Hindi Granth Karyalay - Bookstore Mumbai

Published: 05.06.2008
Updated: 03.01.2011

Local Flavour

The long brass chain - with bells at both ends - hanging at the middle of the Hindi Granth Karyalay's entrance has been serving a dual purpose for the last 40 years. Since the stairs leading to the shop are steep, the chain helps the aging customers climb up. While its jingles, as if unwittingly, announce the arrival of a booklover.

They alert Manish Modi, who now runs the CP Tank Road landmark founded by his great-grandfather Pandit Nathuram Premi, to accord them a warm welcome. Nestled in a century-old building, the bookstore's ambiance resembles that of a home library, albeit its size and number of books stacked are little too much for that.

"The publishing house-cum-bookstore started with a Hindi translation of John Stuart Mill's Liberty, titled Svadhinta, in September 1912 by my great-grandfather," says 38-year-old Modi, who left a job at Bulgari in Dubai in 1999 to run the oldest bookstore in Mumbai. This relieved his father, Yashodhar Modi, of this responsibility after nearly 50 years.

Premiji, who worked as a clerk in a Mumbai firm before establishing the publishing house, brought out almost the entire oeuvre of Sharatchandra Chattopadhyaya (most of the titles are still available here) and works of Rabindranath Tagore. Premiji's efforts made works of Gujarati writer K M Munshi's, such as Gujarat ke Nath and Patan ka Prabhutva, available to Hindi readers.

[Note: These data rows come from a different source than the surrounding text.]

//! Town Growth - agent-based simulation of a rural settlement becoming a town
//!
//! Households and businesses make per-step decisions on a spatial lattice,
//! a municipal policy engine periodically spends a budget on infrastructure
//! and programs, and a metrics aggregator records population-level
//! indicators after every step. Runs are fully determined by the config and
//! its seed.

pub mod core;
pub mod infrastructure;
pub mod policy;
pub mod spatial;
pub mod town;

pub use crate::core::{Result, SimError, SimulationConfig};
pub use crate::town::{initialize, run, simulate, step, EngineState, MetricsSnapshot};
//! Household agents

use serde::{Deserialize, Serialize};

use crate::core::types::{BusinessId, HouseholdId, Position, Sector};

/// A household: the unit of income, savings and human capital
#[derive(Clone, Debug, PartialEq, Serialize, Deserialize)]
pub struct Household {
    pub id: HouseholdId,
    pub position: Position,
    /// Members (3-7 by default)
    pub size: u32,
    pub sector: Sector,
    pub landless: bool,
    /// Monthly income, never negative
    pub income: f64,
    pub savings: f64,
    pub education: f64,
    pub health: f64,
    pub cooperative: bool,
    pub microfinance: bool,
    pub remittance: bool,
    pub off_grid: bool,
    /// True only on steps where a flood hit this household
    pub flood_affected: bool,
    /// Floods suffered so far
    pub flood_exposure: u32,
    /// Inside the town-center radius; refreshed whenever the household moves
    pub urban: bool,
    /// Preference for staying put; a migration draw must exceed it
    pub rural_attachment: f64,
    pub employer: Option<BusinessId>,
}

impl Household {
    pub fn is_poor(&self, poverty_line: f64) -> bool {
        self.income < poverty_line
    }

    /// Landless farmers are the ones pushed out of agriculture by floods
    pub fn is_landless_farmer(&self) -> bool {
        self.landless && self.sector == Sector::Agriculture
    }

    /// Rural households without land to hold them may move towards town
    pub fn may_migrate(&self) -> bool {
        !self.urban && (self.sector != Sector::Agriculture || self.landless)
    }

    pub fn is_unemployed(&self) -> bool {
        self.employer.is_none()
    }
}
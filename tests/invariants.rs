//! Properties that hold on every step of every run

use proptest::prelude::*;
use town_growth::town::{initialize, run};
use town_growth::SimulationConfig;

fn config(seed: u64, population: u32, businesses: u32, flood_risk: f64) -> SimulationConfig {
    let mut config = SimulationConfig::default();
    config.seed = seed;
    config.population = population;
    config.business_count = businesses;
    config.rates.flood_risk = flood_risk;
    config
}

proptest! {
    #![proptest_config(ProptestConfig::with_cases(24))]

    #[test]
    fn prop_indicators_stay_in_range(
        seed in any::<u64>(),
        population in 1u32..120,
        businesses in 0u32..20,
        flood_risk in 0.0f64..=1.0,
    ) {
        let mut state = initialize(config(seed, population, businesses, flood_risk)).unwrap();
        for snapshot in run(&mut state, 25) {
            let snapshot = snapshot.unwrap();
            prop_assert!(snapshot.gdp_per_capita >= 0.0);
            prop_assert!((0.0..=1.0).contains(&snapshot.gini));
            prop_assert!((0.0..=1.0).contains(&snapshot.urbanization_rate));
            prop_assert!(snapshot.budget_pool >= 0.0);
        }

        let education_max = state.config.household.education_max;
        let health_max = state.config.household.health_max;
        for hh in &state.world.households {
            prop_assert!((0.0..=education_max).contains(&hh.education));
            prop_assert!((0.0..=health_max).contains(&hh.health));
            prop_assert!(hh.income >= 0.0);
            prop_assert!(hh.savings >= 0.0);
        }
        for report in state.policy.reports() {
            prop_assert!((report.fractions.sum() - 1.0).abs() < 1e-9);
        }
        prop_assert!(state.world.verify_indices().is_ok());
    }

    #[test]
    fn prop_businesses_never_exceed_capacity(seed in any::<u64>(), businesses in 1u32..30) {
        let mut state = initialize(config(seed, 150, businesses, 0.3)).unwrap();
        for snapshot in run(&mut state, 20) {
            snapshot.unwrap();
        }
        for business in &state.world.businesses {
            prop_assert!(business.employees <= business.capacity(&state.config.business));
            prop_assert!(business.retained_earnings >= 0.0);
        }
    }
}

#[test]
fn test_headcount_never_exceeds_residents() {
    let mut state = initialize(SimulationConfig::default()).unwrap();
    let residents: u32 = state.world.households.iter().map(|h| h.size).sum();
    for snapshot in run(&mut state, 120) {
        let snapshot = snapshot.unwrap();
        assert!(
            snapshot.total_employees <= residents,
            "step {}: {} employees for {} residents",
            snapshot.step,
            snapshot.total_employees,
            residents
        );
    }
    assert!(state.world.verify_indices().is_ok());
}
//! Simulation output and serialization

use std::time::Duration;

use serde::{Deserialize, Serialize};

use crate::policy::PolicyReport;
use crate::town::events::{EventKind, EventLog};
use crate::town::export::StepRecord;
use crate::town::simulation::EngineState;
use crate::town::systems::MetricsSnapshot;

/// Complete simulation output
#[derive(Clone, Debug, Serialize, Deserialize)]
pub struct SimulationOutput {
    pub snapshots: Vec<MetricsSnapshot>,
    pub final_state: StepRecord,
    pub policy_reports: Vec<PolicyReport>,
    pub events: EventLog,
    pub statistics: SimulationStats,
}

#[derive(Clone, Debug, Serialize, Deserialize)]
pub struct SimulationStats {
    pub steps_simulated: u64,
    pub simulation_time_ms: u64,
    pub total_events: u32,
    pub floods: u32,
    pub sector_changes: u32,
    pub migrations: u32,
    pub hires: u32,
    pub infrastructure_built: u32,
    pub initial_gdp_per_capita: f64,
    pub final_gdp_per_capita: f64,
    pub final_gini: f64,
    pub final_urbanization_rate: f64,
}

impl SimulationOutput {
    pub fn new(state: EngineState, steps: u64, elapsed: Duration) -> Self {
        let final_state = state.step_record();
        let events = state.events;
        let count = |pred: fn(&EventKind) -> bool| events.count(pred) as u32;

        let initial = state.history.first();
        let last = state.history.last();
        let statistics = SimulationStats {
            steps_simulated: steps,
            simulation_time_ms: elapsed.as_millis() as u64,
            total_events: events.len() as u32,
            floods: count(|k| matches!(k, EventKind::FloodShock { .. })),
            sector_changes: count(|k| matches!(k, EventKind::SectorChanged { .. })),
            migrations: count(|k| matches!(k, EventKind::Migrated { .. })),
            hires: count(|k| matches!(k, EventKind::Hired { .. })),
            infrastructure_built: count(|k| matches!(k, EventKind::InfrastructureBuilt { .. })),
            initial_gdp_per_capita: initial.map_or(0.0, |s| s.gdp_per_capita),
            final_gdp_per_capita: last.map_or(0.0, |s| s.gdp_per_capita),
            final_gini: last.map_or(0.0, |s| s.gini),
            final_urbanization_rate: last.map_or(0.0, |s| s.urbanization_rate),
        };

        Self {
            policy_reports: state.policy.reports().to_vec(),
            snapshots: state.history,
            final_state,
            events,
            statistics,
        }
    }

    pub fn to_json(&self) -> String {
        serde_json::to_string_pretty(&self).unwrap_or_else(|_| "{}".to_string())
    }

    pub fn summary(&self) -> String {
        let s = &self.statistics;
        format!(
            "Simulated {} steps in {}ms\n\
             GDP per capita {:.0} -> {:.0}, Gini {:.3}, urbanization {:.1}%\n\
             {} events: {} floods, {} sector changes, {} migrations, {} hires, {} items built",
            s.steps_simulated,
            s.simulation_time_ms,
            s.initial_gdp_per_capita,
            s.final_gdp_per_capita,
            s.final_gini,
            s.final_urbanization_rate * 100.0,
            s.total_events,
            s.floods,
            s.sector_changes,
            s.migrations,
            s.hires,
            s.infrastructure_built,
        )
    }
}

The reach of Munshi Premchand's creations, including classic novel Godan, got a further boost due to the founder's effort. Then new writers Hajariprasad Dvivedi, Jainendrakumar, Yashpal, Acharya Chatursen and Pandit Sudarshan enjoyed Premiji's support before becoming a name in Hindi literature.

The Karyalay's uniqueness lies in its record of publishing 500 books, including a huge amount of Indology and ethic related books in English, Sanskrit, Prakrit, Apabhramsha, Hindi and Urdu. The publishing house's enduring tryst with Indology has its root in its founder, who wrote under the nom de plume 'Premi', being an intellectual giant in the field of Jainism as well as Hindi literature.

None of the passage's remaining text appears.